WHAT TO PRODUCE —
Whenever a line in this data holds the word "SubmissionId", report that line in full.

Saved data entries:
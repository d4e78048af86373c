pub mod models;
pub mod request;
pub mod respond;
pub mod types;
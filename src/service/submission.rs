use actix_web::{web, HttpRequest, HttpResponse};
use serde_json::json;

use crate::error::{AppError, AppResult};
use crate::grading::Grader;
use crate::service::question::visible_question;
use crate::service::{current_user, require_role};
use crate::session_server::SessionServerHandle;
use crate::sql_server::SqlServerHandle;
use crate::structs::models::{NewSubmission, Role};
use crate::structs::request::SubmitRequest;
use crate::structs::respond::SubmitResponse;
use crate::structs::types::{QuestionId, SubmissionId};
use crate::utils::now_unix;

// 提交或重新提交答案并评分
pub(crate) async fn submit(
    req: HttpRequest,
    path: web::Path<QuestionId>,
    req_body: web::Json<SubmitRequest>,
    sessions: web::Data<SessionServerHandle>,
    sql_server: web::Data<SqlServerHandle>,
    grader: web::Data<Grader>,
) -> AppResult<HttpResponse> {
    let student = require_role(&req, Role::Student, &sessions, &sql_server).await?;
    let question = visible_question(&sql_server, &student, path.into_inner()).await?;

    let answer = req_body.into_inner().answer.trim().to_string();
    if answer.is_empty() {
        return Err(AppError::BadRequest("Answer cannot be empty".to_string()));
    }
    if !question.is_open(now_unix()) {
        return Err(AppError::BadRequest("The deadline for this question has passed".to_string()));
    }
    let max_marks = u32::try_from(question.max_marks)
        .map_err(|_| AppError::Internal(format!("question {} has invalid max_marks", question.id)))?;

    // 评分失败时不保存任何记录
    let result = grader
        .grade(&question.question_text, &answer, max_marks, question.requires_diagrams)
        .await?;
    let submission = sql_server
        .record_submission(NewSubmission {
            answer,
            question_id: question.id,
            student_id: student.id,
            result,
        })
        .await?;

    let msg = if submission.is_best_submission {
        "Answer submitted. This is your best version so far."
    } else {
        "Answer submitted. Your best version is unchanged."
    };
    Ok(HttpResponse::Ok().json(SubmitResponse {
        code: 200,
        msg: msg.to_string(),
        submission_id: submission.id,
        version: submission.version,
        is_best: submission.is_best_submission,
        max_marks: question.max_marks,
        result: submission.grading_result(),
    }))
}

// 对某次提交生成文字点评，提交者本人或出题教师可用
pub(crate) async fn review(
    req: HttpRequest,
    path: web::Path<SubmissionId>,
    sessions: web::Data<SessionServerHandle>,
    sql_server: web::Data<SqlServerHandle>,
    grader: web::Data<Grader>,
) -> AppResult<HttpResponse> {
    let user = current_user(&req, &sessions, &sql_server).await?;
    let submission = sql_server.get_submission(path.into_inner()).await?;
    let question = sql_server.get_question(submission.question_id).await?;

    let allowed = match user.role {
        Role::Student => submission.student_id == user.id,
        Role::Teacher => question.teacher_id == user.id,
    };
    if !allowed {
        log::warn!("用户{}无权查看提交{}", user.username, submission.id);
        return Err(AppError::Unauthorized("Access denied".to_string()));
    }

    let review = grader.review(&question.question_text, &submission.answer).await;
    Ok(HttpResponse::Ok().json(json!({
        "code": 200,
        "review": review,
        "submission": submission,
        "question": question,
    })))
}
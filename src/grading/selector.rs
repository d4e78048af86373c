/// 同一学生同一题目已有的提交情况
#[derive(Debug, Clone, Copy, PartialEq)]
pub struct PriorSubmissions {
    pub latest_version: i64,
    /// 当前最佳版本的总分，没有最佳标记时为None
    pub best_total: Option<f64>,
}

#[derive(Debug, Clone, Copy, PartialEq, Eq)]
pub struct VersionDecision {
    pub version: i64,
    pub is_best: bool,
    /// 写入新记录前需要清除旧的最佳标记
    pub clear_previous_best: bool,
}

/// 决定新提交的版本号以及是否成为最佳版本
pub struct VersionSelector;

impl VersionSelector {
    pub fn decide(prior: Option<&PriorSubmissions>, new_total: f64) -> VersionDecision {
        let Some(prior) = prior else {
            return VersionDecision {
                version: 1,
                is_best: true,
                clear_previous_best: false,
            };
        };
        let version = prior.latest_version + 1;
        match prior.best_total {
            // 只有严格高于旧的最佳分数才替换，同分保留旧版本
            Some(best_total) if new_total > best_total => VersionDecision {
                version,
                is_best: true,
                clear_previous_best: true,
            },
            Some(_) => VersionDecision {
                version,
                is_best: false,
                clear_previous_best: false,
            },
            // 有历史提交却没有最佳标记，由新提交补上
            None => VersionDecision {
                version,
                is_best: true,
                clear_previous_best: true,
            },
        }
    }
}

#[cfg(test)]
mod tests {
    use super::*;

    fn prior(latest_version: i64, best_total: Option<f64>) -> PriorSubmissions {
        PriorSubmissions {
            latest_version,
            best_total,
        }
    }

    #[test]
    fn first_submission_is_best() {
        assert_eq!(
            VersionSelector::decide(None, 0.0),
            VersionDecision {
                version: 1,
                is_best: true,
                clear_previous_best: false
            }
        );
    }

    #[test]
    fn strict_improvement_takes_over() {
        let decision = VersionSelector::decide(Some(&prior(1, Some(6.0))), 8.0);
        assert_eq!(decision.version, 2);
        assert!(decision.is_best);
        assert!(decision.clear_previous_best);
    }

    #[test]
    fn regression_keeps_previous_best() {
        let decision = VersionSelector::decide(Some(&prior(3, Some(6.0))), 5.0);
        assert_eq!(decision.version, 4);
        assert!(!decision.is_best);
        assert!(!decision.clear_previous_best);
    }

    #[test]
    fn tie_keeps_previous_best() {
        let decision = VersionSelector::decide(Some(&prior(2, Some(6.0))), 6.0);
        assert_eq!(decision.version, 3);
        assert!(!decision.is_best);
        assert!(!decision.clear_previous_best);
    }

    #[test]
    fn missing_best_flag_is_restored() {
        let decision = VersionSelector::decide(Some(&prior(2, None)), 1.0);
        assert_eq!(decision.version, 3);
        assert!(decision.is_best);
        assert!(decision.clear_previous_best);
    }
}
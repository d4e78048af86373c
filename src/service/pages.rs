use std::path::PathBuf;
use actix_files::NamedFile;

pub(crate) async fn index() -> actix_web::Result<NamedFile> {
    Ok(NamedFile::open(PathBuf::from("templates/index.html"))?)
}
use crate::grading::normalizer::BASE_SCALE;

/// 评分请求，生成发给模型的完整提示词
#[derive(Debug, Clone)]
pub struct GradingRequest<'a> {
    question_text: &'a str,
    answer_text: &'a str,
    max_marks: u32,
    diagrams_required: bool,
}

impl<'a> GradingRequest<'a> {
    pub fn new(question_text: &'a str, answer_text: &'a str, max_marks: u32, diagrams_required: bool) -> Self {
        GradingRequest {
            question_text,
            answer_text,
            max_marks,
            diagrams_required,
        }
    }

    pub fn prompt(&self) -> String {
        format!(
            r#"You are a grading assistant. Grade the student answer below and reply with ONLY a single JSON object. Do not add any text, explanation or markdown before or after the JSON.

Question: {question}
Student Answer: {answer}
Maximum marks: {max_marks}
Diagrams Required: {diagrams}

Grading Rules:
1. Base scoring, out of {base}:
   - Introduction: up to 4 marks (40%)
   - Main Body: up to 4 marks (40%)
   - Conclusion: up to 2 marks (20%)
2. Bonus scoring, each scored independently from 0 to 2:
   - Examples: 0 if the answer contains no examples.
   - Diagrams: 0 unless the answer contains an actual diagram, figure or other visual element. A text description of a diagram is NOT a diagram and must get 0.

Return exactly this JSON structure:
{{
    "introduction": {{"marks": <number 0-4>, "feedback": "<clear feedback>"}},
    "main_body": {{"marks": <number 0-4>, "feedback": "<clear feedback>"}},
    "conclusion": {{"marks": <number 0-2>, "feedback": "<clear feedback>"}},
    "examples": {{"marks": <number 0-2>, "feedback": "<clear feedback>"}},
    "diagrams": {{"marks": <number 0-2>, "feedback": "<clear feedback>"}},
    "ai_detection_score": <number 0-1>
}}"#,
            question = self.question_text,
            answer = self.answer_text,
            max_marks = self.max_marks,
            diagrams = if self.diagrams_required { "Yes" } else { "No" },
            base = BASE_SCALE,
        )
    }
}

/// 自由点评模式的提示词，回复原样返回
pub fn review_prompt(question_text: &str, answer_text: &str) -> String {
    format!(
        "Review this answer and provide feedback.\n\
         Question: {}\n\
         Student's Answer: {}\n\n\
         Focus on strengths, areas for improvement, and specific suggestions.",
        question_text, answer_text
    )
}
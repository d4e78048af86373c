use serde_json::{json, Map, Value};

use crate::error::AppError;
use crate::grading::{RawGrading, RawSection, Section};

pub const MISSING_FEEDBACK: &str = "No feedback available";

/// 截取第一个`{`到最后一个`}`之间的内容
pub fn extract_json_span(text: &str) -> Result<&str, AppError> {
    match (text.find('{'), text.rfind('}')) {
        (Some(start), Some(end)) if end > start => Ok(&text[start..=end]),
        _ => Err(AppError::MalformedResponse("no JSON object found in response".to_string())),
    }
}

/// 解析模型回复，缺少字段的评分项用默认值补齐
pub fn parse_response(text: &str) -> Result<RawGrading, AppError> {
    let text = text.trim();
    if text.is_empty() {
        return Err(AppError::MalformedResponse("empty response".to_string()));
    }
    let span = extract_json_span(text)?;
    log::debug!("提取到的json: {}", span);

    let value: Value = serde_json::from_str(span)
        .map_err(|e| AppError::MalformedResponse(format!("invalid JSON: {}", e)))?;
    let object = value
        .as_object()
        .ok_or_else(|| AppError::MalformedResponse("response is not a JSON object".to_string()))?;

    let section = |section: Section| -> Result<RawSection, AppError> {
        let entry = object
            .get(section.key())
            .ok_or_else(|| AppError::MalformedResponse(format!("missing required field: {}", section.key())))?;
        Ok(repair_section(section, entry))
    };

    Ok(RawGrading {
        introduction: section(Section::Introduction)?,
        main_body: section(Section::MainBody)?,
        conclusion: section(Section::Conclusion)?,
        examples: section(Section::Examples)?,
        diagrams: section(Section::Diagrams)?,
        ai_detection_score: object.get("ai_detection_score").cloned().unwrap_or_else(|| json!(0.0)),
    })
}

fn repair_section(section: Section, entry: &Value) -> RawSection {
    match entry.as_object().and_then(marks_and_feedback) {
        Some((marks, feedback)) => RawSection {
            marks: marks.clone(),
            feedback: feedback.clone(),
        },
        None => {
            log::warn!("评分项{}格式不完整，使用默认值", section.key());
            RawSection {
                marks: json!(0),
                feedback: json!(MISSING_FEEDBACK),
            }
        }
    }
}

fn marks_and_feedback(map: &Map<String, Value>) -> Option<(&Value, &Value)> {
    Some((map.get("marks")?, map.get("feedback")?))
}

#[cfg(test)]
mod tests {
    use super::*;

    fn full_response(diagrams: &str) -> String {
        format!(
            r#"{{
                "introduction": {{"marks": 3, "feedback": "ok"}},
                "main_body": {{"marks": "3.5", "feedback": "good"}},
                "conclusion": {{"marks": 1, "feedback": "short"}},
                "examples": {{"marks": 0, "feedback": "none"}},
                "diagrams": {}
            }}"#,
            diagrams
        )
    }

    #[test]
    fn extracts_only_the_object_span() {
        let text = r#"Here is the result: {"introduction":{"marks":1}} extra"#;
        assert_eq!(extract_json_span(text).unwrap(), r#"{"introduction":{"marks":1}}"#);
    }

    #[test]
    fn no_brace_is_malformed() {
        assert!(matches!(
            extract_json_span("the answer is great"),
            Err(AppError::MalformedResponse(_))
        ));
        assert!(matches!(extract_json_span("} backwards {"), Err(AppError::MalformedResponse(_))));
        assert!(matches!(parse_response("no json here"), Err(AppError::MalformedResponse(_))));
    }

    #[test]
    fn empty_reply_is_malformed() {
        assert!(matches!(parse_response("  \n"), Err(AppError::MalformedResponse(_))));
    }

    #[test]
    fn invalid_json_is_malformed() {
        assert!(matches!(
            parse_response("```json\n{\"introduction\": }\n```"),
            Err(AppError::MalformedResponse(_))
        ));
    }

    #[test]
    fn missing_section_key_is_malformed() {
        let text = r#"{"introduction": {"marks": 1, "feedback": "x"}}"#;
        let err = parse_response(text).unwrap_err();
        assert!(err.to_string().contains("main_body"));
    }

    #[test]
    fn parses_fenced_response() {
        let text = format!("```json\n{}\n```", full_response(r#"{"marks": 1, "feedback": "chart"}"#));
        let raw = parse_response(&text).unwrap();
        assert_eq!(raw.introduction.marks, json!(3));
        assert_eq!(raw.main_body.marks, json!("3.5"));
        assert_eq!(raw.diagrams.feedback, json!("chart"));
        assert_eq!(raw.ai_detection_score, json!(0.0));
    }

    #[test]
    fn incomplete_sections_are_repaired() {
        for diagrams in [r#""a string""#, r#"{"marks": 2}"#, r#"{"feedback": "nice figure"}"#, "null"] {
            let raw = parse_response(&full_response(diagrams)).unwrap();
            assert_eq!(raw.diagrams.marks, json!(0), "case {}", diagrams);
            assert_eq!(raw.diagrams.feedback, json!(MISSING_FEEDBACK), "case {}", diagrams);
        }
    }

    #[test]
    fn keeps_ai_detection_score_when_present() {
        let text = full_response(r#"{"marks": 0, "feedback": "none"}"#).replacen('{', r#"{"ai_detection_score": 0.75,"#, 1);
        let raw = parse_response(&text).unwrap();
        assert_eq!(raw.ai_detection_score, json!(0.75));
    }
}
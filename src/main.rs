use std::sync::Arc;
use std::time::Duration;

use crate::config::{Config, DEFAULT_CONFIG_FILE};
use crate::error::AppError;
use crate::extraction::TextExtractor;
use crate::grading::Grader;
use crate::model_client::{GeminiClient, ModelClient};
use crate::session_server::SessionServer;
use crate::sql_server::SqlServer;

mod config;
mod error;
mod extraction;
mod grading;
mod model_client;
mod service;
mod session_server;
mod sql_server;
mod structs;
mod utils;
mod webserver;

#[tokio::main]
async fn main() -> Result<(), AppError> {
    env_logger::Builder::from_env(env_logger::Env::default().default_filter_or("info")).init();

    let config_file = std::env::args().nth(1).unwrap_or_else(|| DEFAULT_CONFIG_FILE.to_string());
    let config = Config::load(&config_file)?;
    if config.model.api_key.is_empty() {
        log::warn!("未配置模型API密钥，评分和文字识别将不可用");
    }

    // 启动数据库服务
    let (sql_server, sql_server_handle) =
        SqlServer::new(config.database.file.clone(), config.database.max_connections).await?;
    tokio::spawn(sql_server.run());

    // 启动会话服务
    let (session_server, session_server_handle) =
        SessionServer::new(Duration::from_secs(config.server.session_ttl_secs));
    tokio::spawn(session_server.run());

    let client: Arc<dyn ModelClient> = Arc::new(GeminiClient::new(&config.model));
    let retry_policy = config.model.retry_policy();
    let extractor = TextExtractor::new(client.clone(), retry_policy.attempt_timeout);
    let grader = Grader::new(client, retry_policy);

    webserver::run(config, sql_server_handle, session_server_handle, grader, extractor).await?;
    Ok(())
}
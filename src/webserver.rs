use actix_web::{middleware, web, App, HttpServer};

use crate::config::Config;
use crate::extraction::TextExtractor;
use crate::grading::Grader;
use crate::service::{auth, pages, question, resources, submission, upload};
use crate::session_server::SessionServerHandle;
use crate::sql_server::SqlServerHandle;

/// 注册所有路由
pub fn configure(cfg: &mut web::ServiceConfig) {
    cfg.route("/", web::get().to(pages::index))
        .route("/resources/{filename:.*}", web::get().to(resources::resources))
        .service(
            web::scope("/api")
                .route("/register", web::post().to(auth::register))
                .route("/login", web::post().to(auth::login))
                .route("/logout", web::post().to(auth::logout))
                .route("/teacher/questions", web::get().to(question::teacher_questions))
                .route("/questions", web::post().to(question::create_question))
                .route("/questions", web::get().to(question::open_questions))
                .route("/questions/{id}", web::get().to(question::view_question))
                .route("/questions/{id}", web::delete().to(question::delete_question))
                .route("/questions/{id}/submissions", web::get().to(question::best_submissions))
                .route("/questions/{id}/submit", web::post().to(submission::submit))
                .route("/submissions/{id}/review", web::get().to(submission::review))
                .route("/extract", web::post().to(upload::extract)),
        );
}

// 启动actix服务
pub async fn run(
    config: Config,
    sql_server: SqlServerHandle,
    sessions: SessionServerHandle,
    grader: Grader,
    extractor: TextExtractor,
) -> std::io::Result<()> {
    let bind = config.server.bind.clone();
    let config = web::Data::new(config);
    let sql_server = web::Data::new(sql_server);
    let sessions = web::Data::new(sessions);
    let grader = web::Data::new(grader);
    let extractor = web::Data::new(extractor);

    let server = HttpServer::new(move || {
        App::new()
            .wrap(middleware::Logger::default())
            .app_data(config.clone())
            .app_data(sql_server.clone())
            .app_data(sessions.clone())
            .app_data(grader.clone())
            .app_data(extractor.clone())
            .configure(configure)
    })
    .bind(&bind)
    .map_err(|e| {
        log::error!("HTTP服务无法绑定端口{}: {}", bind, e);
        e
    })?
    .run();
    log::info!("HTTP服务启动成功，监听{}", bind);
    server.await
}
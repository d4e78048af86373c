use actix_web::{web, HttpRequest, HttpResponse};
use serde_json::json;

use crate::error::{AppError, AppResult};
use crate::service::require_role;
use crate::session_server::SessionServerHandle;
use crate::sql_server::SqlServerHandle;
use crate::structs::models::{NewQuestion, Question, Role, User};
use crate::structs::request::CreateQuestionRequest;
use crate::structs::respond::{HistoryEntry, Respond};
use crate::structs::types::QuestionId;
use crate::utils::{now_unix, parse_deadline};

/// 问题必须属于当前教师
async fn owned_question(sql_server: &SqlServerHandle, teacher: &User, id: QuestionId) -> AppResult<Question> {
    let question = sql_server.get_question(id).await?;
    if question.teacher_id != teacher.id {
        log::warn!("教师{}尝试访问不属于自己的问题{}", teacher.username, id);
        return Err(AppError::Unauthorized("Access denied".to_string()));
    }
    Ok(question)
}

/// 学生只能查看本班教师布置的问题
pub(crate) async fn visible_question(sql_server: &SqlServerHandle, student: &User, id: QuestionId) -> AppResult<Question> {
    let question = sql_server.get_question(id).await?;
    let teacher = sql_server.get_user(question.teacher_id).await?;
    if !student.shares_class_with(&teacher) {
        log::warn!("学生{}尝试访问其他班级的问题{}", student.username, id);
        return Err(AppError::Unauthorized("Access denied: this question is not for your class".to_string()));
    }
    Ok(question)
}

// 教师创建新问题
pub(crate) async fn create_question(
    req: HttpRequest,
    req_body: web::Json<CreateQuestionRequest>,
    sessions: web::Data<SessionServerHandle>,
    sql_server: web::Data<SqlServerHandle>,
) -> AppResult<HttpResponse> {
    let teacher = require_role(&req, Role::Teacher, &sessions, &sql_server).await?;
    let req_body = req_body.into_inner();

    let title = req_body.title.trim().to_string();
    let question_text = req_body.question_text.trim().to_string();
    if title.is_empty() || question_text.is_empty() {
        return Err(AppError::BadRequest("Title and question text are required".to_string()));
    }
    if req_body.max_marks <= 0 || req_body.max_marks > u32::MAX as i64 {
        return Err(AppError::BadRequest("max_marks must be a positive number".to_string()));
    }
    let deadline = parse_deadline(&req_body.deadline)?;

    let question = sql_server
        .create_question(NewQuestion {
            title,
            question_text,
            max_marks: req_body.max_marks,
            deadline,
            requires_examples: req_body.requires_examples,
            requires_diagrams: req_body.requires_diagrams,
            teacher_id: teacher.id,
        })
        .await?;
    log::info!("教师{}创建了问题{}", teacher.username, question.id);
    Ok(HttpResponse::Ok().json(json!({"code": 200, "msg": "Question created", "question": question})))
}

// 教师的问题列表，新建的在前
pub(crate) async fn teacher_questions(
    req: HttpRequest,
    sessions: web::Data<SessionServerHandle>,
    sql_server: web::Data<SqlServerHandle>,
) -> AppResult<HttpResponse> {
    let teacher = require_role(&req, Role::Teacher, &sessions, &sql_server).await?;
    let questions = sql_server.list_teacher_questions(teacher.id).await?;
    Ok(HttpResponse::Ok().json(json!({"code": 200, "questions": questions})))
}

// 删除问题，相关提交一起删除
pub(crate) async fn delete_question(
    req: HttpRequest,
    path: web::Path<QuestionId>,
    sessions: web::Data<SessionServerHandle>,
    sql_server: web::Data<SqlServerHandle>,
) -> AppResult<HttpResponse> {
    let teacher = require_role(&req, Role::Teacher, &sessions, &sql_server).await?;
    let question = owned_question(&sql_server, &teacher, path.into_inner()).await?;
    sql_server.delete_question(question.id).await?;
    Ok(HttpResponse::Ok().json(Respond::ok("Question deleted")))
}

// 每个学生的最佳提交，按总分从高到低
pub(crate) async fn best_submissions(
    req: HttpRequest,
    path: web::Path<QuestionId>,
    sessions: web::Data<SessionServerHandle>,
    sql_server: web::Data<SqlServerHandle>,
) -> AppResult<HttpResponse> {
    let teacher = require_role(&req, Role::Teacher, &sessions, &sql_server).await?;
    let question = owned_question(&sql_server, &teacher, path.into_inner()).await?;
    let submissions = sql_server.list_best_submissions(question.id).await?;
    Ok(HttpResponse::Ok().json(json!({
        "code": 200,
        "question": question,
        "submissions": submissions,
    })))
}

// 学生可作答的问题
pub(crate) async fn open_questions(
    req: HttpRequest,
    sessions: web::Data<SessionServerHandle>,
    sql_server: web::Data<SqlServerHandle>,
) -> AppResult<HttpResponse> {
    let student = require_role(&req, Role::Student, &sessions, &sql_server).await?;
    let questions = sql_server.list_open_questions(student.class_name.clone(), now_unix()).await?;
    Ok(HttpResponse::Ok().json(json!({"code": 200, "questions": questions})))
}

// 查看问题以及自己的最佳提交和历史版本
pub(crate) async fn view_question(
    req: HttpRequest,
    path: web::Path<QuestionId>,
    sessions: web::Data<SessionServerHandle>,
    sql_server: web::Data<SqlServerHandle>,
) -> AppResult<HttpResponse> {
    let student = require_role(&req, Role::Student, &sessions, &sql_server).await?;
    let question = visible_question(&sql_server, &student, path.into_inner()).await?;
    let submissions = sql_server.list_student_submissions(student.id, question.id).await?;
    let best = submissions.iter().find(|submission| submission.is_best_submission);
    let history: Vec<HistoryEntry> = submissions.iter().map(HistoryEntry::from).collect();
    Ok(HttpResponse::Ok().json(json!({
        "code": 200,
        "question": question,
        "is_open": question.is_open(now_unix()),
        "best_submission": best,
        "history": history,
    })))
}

OUTPUT FOR THIS EXERCISE —
use crate::structs::types::{QuestionId, SubmissionId};
    path: web::Path<SubmissionId>,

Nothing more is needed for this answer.